Maecenas kept me waiting in a room over-furnished and cluttered with bibelots. The wall-paintings depicted a variety of acts of congress. It was a tease asking me to wait there; there had always been a sharp streak of malice in my friend.

'Of course you're out of place here,' he said, 'these decorations aren't your taste now, are they? You've gone all stuffy. But it's just as well to remind you, old dear, that there are other sides of life.'

He was a frightful colour and mere skin and bone. That took my anger away. Even his mockery was now interrupted by a hacking cough.

He grimaced, and said, 'Not that there's much life left in me, ducky. Still, always smiling, always smiling, as the Greeks say. You want something. It can't be a boy, which I could perhaps provide, so it must be advice. Julia?' 'That's clever of you.'

'Obvious, my dear. Poor Julia. I saw her at a dinner-party last week. She looked stunning, and so eager and yet wasted. I said to myself, poor dear, you haven't really got a lot out of life, have you? Not for a fun-loving chap, which you are. Of course, I have a certain empathy with Julia. She's my sort of girl, old dear.'

It was far too hot in the room and a sickly scent wafted through it.

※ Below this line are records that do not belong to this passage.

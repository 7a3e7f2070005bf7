use std::path::PathBuf;

use serde::{Deserialize, Serialize};

use crate::patterns::PatternSpec;
use crate::scan::ScanMode;

/// Embedded default configuration.
const DEFAULT_CONFIG: &str = include_str!("../config.default.toml");

// ── Final (merged) config types ──

#[derive(Debug, Deserialize, Serialize)]
pub struct Config {
    #[serde(default)]
    pub settings: Settings,
    #[serde(default)]
    pub scan: ScanConfig,
    #[serde(default)]
    pub patterns: Vec<PatternSpec>,
}

/// What the hook returns when the check itself cannot complete.
#[derive(Debug, Clone, Copy, PartialEq, Eq, Default, Deserialize, Serialize)]
#[serde(rename_all = "lowercase")]
pub enum FaultPolicy {
    /// Accept the merge.
    #[default]
    Open,
    /// Reject the merge.
    Closed,
}

#[derive(Debug, Deserialize, Serialize)]
pub struct Settings {
    /// Effective value when no scope in the chain resolves.
    #[serde(default)]
    pub default_enabled: bool,
    #[serde(default)]
    pub fault_policy: FaultPolicy,
    /// Directory backing the scope settings store. `~` is expanded.
    #[serde(default = "default_store_dir")]
    pub store_dir: String,
}

impl Default for Settings {
    fn default() -> Self {
        Self {
            default_enabled: false,
            fault_policy: FaultPolicy::Open,
            store_dir: default_store_dir(),
        }
    }
}

impl Settings {
    /// The store directory with `~` and `$VARS` expanded.
    ///
    /// Expansion failures (an unset variable) fall back to the literal path.
    pub fn store_path(&self) -> PathBuf {
        match shellexpand::full(&self.store_dir) {
            Ok(expanded) => PathBuf::from(expanded.as_ref()),
            Err(e) => {
                log::warn!("store_dir expansion failed ({e}), using it verbatim");
                PathBuf::from(&self.store_dir)
            }
        }
    }
}

fn default_store_dir() -> String {
    "~/.local/share/debug-gate/settings".into()
}

#[derive(Debug, Deserialize, Serialize)]
pub struct ScanConfig {
    #[serde(default)]
    pub mode: ScanMode,
    /// Lines read per file before retrieval stops.
    #[serde(default = "default_max_lines")]
    pub max_lines: usize,
    /// Bytes kept per line; the rest of a longer line is discarded unread.
    #[serde(default = "default_max_line_bytes")]
    pub max_line_bytes: usize,
    /// Bytes read per file before retrieval stops.
    #[serde(default = "default_max_file_bytes")]
    pub max_file_bytes: u64,
    /// Wall-clock budget for one merge evaluation.
    #[serde(default = "default_time_budget_ms")]
    pub time_budget_ms: u64,
    /// Paths checked in fixed-list mode.
    #[serde(default)]
    pub candidate_files: Vec<String>,
    /// File names (not paths) of interest in changed-files mode.
    #[serde(default)]
    pub changed_file_names: Vec<String>,
}

impl Default for ScanConfig {
    fn default() -> Self {
        Self {
            mode: ScanMode::default(),
            max_lines: default_max_lines(),
            max_line_bytes: default_max_line_bytes(),
            max_file_bytes: default_max_file_bytes(),
            time_budget_ms: default_time_budget_ms(),
            candidate_files: Vec::new(),
            changed_file_names: Vec::new(),
        }
    }
}

fn default_max_lines() -> usize {
    5000
}

fn default_max_line_bytes() -> usize {
    64 * 1024
}

fn default_max_file_bytes() -> u64 {
    4 * 1024 * 1024
}

fn default_time_budget_ms() -> u64 {
    10_000
}

// ── Overlay types (user config that merges with defaults) ──

#[derive(Debug, Deserialize, Default)]
struct ConfigOverlay {
    /// Replace the default pattern list instead of merging by id.
    #[serde(default)]
    replace_patterns: bool,
    #[serde(default)]
    remove_patterns: Vec<String>,
    #[serde(default)]
    patterns: Vec<PatternSpec>,
    #[serde(default)]
    settings: SettingsOverlay,
    #[serde(default)]
    scan: ScanOverlay,
}

#[derive(Debug, Deserialize, Default)]
struct SettingsOverlay {
    default_enabled: Option<bool>,
    fault_policy: Option<FaultPolicy>,
    store_dir: Option<String>,
}

#[derive(Debug, Deserialize, Default)]
struct ScanOverlay {
    #[serde(default)]
    replace: bool,
    mode: Option<ScanMode>,
    max_lines: Option<usize>,
    max_line_bytes: Option<usize>,
    max_file_bytes: Option<u64>,
    time_budget_ms: Option<u64>,
    #[serde(default)]
    candidate_files: Vec<String>,
    #[serde(default)]
    changed_file_names: Vec<String>,
    #[serde(default)]
    remove_candidate_files: Vec<String>,
    #[serde(default)]
    remove_changed_file_names: Vec<String>,
}

// ── Merge logic ──

/// Merge a user list into a default list.
/// In replace mode: user list replaces default entirely.
/// In merge mode: remove items first, then extend with additions (deduped).
fn merge_list(base: &mut Vec<String>, add: Vec<String>, remove: &[String], replace: bool) {
    if replace {
        *base = add;
    } else {
        base.retain(|item| !remove.contains(item));
        for item in add {
            if !base.contains(&item) {
                base.push(item);
            }
        }
    }
}

/// Merge user patterns by id: a known id is redefined in place, a new id is appended.
fn merge_patterns(
    base: &mut Vec<PatternSpec>,
    add: Vec<PatternSpec>,
    remove: &[String],
    replace: bool,
) {
    if replace {
        *base = add;
        return;
    }
    base.retain(|p| !remove.contains(&p.id));
    for pattern in add {
        match base.iter_mut().find(|p| p.id == pattern.id) {
            Some(existing) => *existing = pattern,
            None => base.push(pattern),
        }
    }
}

impl Config {
    /// Load the default embedded configuration.
    pub fn default_config() -> Self {
        toml::from_str(DEFAULT_CONFIG).expect("embedded default config must parse")
    }

    /// Load configuration with resolution order:
    /// 1. Start with embedded defaults
    /// 2. Merge user overlay from ~/.config/debug-gate/config.toml (if exists)
    ///
    /// A malformed overlay is logged and ignored; the defaults still apply.
    pub fn load() -> Self {
        let mut config = Self::default_config();
        if let Some(overlay) = Self::load_overlay() {
            config.apply_overlay(overlay);
        }
        config
    }

    fn load_overlay() -> Option<ConfigOverlay> {
        let home = std::env::var_os("HOME")?;
        let path = std::path::Path::new(&home).join(".config/debug-gate/config.toml");
        let content = std::fs::read_to_string(&path).ok()?;
        match toml::from_str(&content) {
            Ok(overlay) => Some(overlay),
            Err(e) => {
                log::warn!("config parse error in {}: {e}", path.display());
                None
            }
        }
    }

    /// Apply an overlay on top of this config (merge semantics).
    fn apply_overlay(&mut self, overlay: ConfigOverlay) {
        let s = overlay.settings;
        if let Some(v) = s.default_enabled {
            self.settings.default_enabled = v;
        }
        if let Some(v) = s.fault_policy {
            self.settings.fault_policy = v;
        }
        if let Some(v) = s.store_dir {
            self.settings.store_dir = v;
        }

        let sc = overlay.scan;
        if let Some(v) = sc.mode {
            self.scan.mode = v;
        }
        if let Some(v) = sc.max_lines {
            self.scan.max_lines = v;
        }
        if let Some(v) = sc.max_line_bytes {
            self.scan.max_line_bytes = v;
        }
        if let Some(v) = sc.max_file_bytes {
            self.scan.max_file_bytes = v;
        }
        if let Some(v) = sc.time_budget_ms {
            self.scan.time_budget_ms = v;
        }
        merge_list(
            &mut self.scan.candidate_files,
            sc.candidate_files,
            &sc.remove_candidate_files,
            sc.replace,
        );
        merge_list(
            &mut self.scan.changed_file_names,
            sc.changed_file_names,
            &sc.remove_changed_file_names,
            sc.replace,
        );

        merge_patterns(
            &mut self.patterns,
            overlay.patterns,
            &overlay.remove_patterns,
            overlay.replace_patterns,
        );
    }

    /// Apply an overlay from a TOML string. Used for testing.
    #[cfg(test)]
    fn apply_overlay_str(&mut self, toml_str: &str) {
        let overlay: ConfigOverlay = toml::from_str(toml_str).unwrap();
        self.apply_overlay(overlay);
    }
}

'You're just the same as always though, when I speak in a way you don't like.' Maecenas poured wine and passed me a glass; too sweet as usual. 'You just sit there like a demure little cat and wash your face with your paws. But I'm not going to let you get away with it. You don't understand Julia and I'm going to tell you a few unwelcome truths. She loathed being married to Agrippa. She had to close her eyes and grit her teeth when he made love to her. Don't ask me how I know, I just know. And don't put my words down to spite. I know just what Agrippa was worth, but I know Julia too. She's a big strong girl and she likes men (or boys) who are softer than herself. She's androgynous enough not to feel happy with anyone but a fellow androgyne. You've forgotten your own youth, that's the trouble with you, old dear. The first marriage to Marcellus might have worked if it hadn't been that she knew that you and Marcellus and she made a triangle. She was besotted with you then, old dear, and you were besotted with Marcellus who was alas, alas – a charming girl but one who couldn't look away from the mirror. So really that was no good. Have some more wine. You can't think how I've been dying to tell you this.'

He stretched out on the couch ('I can't stand for long these days, in any sense of the word,' he giggled), and dangled his jewelled hand.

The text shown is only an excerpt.